Two who help develop mRNA vaccine win Nobel Prize

Henry

Two scientists from America won the Nobel Prize for medicine on Monday for their work on mRNA technology that paved the way for Covid-19 vaccines.

Katalin Kariko (68) and Drew Weissman (64) are longtime colleagues at the University of Pennsylvania in America and have won a number of awards for their research on the vaccine. This includes the prestigious Lasker Award in 2021, which is often seen as a precursor to the Nobel Prize.

According to the Nobel Prize jury, these two “contributed to the unprecedented pace of vaccine development during one of the greatest threats to human health in modern times”.

The World Health Organization (WHO) declared Covid-19 a pandemic in March 2020 and the mRNA vaccines were officially approved for use in December 2020. Billions of doses have since been administered around the world.

The first Covid-19 vaccines that used the mRNA technology were those produced by Pfizer, BioNTech and Moderna.

Unlike traditional vaccines that use weakened virus or a key piece of the virus’s protein, mRNA vaccines provide the genetic molecules. These molecules give information to cells about which proteins to produce, how to simulate an infection and to teach the immune system what to do when it encounters the right virus.

Breakthrough

At the time, many members of the scientific community were focused on using DNA to deliver gene therapy, but Kariko believed that mRNA also held promise since most diseases are not hereditary and solutions do not require permanently altering genetics.

She first had to overcome the problem of the massive inflammatory response in animal experiments, as the immune system detected an invader and wanted to fight it.

Kariko and Weissman discovered that one of the four building blocks of the synthetic mRNA was faulty – they were able to overcome the problem by swapping it for a modified version.

They published a paper on the breakthrough in 2005.

In 2015, they found a new way to deliver mRNA in mice, using a fatty layer called “lipid nanoparticles” that prevent the mRNA from breaking down and help place it in the right part of cells.

Both of these innovations were key to the Covid-19 vaccines developed by Pfizer, BioNTech and Moderna.

Their mRNA technology is now being used to develop other treatments for cancer, flu and heart failure, among others.

Pioneering work

The idea of ​​mRNA technology first appeared in 1990, but it was not until the mid-2000s that Weissman (American) and Kariko (born in Hungary) developed a technique to suppress a dangerous inflammatory response to control. It was first tested on animals, which then paved the way for the development of safe vaccines for humans.

In the 1990s, Kariko believed mRNA was the key to treating diseases where more of the right kind of protein could help – such as helping the brain recover after a stroke.

Kariko is the thirteenth woman to win the Nobel Prize for Medicine. This follows after she toiled for years to convince her superiors of the need for research on messenger ribonucleic acid (mRNA).
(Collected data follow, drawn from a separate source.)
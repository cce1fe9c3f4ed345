//! Asset Endpoints
//!
//! CRUD for the caller's holdings. Every handler is scoped to the bearer's
//! user id; a row owned by someone else is indistinguishable from a missing
//! one. Percentages in responses are recomputed against the current active
//! total on every call.

use axum::{
    extract::{Path, State},
    http::StatusCode,
    Json,
};
use rust_decimal::Decimal;
use serde::Deserialize;

use crate::db::AssetFields;
use crate::services::AuthUser;
use crate::types::AssetDto;
use crate::{error::ApiError, AppState};

// ============ Request Types ============

fn default_investment_type() -> String {
    "Liquid".to_string()
}

fn default_risk_category() -> String {
    "Low".to_string()
}

#[derive(Debug, Deserialize)]
#[serde(rename_all = "camelCase")]
pub struct CreateAssetRequest {
    pub name: String,
    pub amount: Decimal,
    pub target_amount: Option<Decimal>,
    #[serde(default = "default_investment_type")]
    pub investment_type: String,
    #[serde(default = "default_risk_category")]
    pub risk_category: String,
}

/// Full replace: all mutable fields must be supplied
#[derive(Debug, Deserialize)]
#[serde(rename_all = "camelCase")]
pub struct UpdateAssetRequest {
    pub name: String,
    pub amount: Decimal,
    pub target_amount: Option<Decimal>,
    pub investment_type: String,
    pub risk_category: String,
}

// ============ Handlers ============

/// GET /api/assets
pub async fn list_assets(
    State(state): State<AppState>,
    user: AuthUser,
) -> Result<Json<Vec<AssetDto>>, ApiError> {
    let assets = state.db.list_assets(user.user_id).await?;
    let total: Decimal = assets.iter().map(|a| a.amount).sum();

    let dtos = assets
        .iter()
        .map(|a| AssetDto::from_asset(a, total))
        .collect();

    Ok(Json(dtos))
}

/// GET /api/assets/:id
pub async fn get_asset(
    State(state): State<AppState>,
    user: AuthUser,
    Path(id): Path<i32>,
) -> Result<Json<AssetDto>, ApiError> {
    let asset = state
        .db
        .find_asset(user.user_id, id)
        .await?
        .ok_or_else(|| ApiError::NotFound("Asset".to_string()))?;

    let total = state.db.total_asset_amount(user.user_id).await?;

    Ok(Json(AssetDto::from_asset(&asset, total)))
}

/// POST /api/assets
pub async fn create_asset(
    State(state): State<AppState>,
    user: AuthUser,
    Json(request): Json<CreateAssetRequest>,
) -> Result<(StatusCode, Json<AssetDto>), ApiError> {
    if request.name.is_empty() {
        return Err(ApiError::ValidationError("Name is required".to_string()));
    }

    let asset = state
        .db
        .insert_asset(
            user.user_id,
            &AssetFields {
                name: request.name,
                amount: request.amount,
                target_amount: request.target_amount,
                investment_type: request.investment_type,
                risk_category: request.risk_category,
            },
        )
        .await?;

    // the new row changes the total, so recompute after insert
    let total = state.db.total_asset_amount(user.user_id).await?;

    Ok((StatusCode::CREATED, Json(AssetDto::from_asset(&asset, total))))
}

/// PUT /api/assets/:id
pub async fn update_asset(
    State(state): State<AppState>,
    user: AuthUser,
    Path(id): Path<i32>,
    Json(request): Json<UpdateAssetRequest>,
) -> Result<Json<AssetDto>, ApiError> {
    if request.name.is_empty() {
        return Err(ApiError::ValidationError("Name is required".to_string()));
    }

    let asset = state
        .db
        .update_asset(
            user.user_id,
            id,
            &AssetFields {
                name: request.name,
                amount: request.amount,
                target_amount: request.target_amount,
                investment_type: request.investment_type,
                risk_category: request.risk_category,
            },
        )
        .await?
        .ok_or_else(|| ApiError::NotFound("Asset".to_string()))?;

    let total = state.db.total_asset_amount(user.user_id).await?;

    Ok(Json(AssetDto::from_asset(&asset, total)))
}

/// DELETE /api/assets/:id
///
/// Soft delete; 404 when the row is already gone or not the caller's, so a
/// repeated delete does not report success twice.
pub async fn delete_asset(
    State(state): State<AppState>,
    user: AuthUser,
    Path(id): Path<i32>,
) -> Result<StatusCode, ApiError> {
    let deleted = state.db.soft_delete_asset(user.user_id, id).await?;

    if !deleted {
        return Err(ApiError::NotFound("Asset".to_string()));
    }

    Ok(StatusCode::NO_CONTENT)
}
She told the media that her late mother always had faith in her and listened to the Nobel Prize announcements “year after year” in the hope of hearing her daughter’s name called out.

“Unfortunately, she died five years ago at the age of 89. She might be listening from above,” Kariko said.

Thomas Perlmann, the secretary general of the Nobel Prize Assembly, called Kariko “an extraordinary and unusual scientist” who “resisted any temptation” to “find the easy way out”.

Weissman told the media he heard the news from Kariko, who first received the call from the jury. He was knocked out.

“We weren’t sure if someone was playing a prank on us,” he said.

The two will receive their Nobel Prize, consisting of a diploma, a gold medal and a check for $1 million, on December 10 in Stockholm.

However, the Nobel Prize will not be the first gold medal in Kariko’s family. Her daughter, Susan Francia is a two-time Olympic gold medal rower.